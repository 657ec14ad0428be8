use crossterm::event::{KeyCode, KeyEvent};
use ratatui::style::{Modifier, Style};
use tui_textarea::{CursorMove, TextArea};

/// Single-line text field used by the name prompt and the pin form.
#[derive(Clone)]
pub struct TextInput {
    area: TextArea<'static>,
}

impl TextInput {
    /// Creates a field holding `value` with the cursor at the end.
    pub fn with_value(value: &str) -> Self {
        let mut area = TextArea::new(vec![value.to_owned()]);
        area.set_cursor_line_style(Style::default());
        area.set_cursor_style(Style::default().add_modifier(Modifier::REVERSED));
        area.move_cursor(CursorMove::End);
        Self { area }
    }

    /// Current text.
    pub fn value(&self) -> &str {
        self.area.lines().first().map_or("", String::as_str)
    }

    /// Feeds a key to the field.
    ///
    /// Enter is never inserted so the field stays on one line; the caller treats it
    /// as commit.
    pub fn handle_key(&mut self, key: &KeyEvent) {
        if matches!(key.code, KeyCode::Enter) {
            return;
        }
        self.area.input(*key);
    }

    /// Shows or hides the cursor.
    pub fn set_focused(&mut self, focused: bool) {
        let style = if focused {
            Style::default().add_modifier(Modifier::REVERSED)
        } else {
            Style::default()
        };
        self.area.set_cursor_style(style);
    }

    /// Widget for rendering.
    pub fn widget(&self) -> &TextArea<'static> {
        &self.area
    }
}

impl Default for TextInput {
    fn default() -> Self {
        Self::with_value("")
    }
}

» What you will do: Your reply should be one number: how many lines in this listing contain the string "TextInput".

» Response to this exercise: 3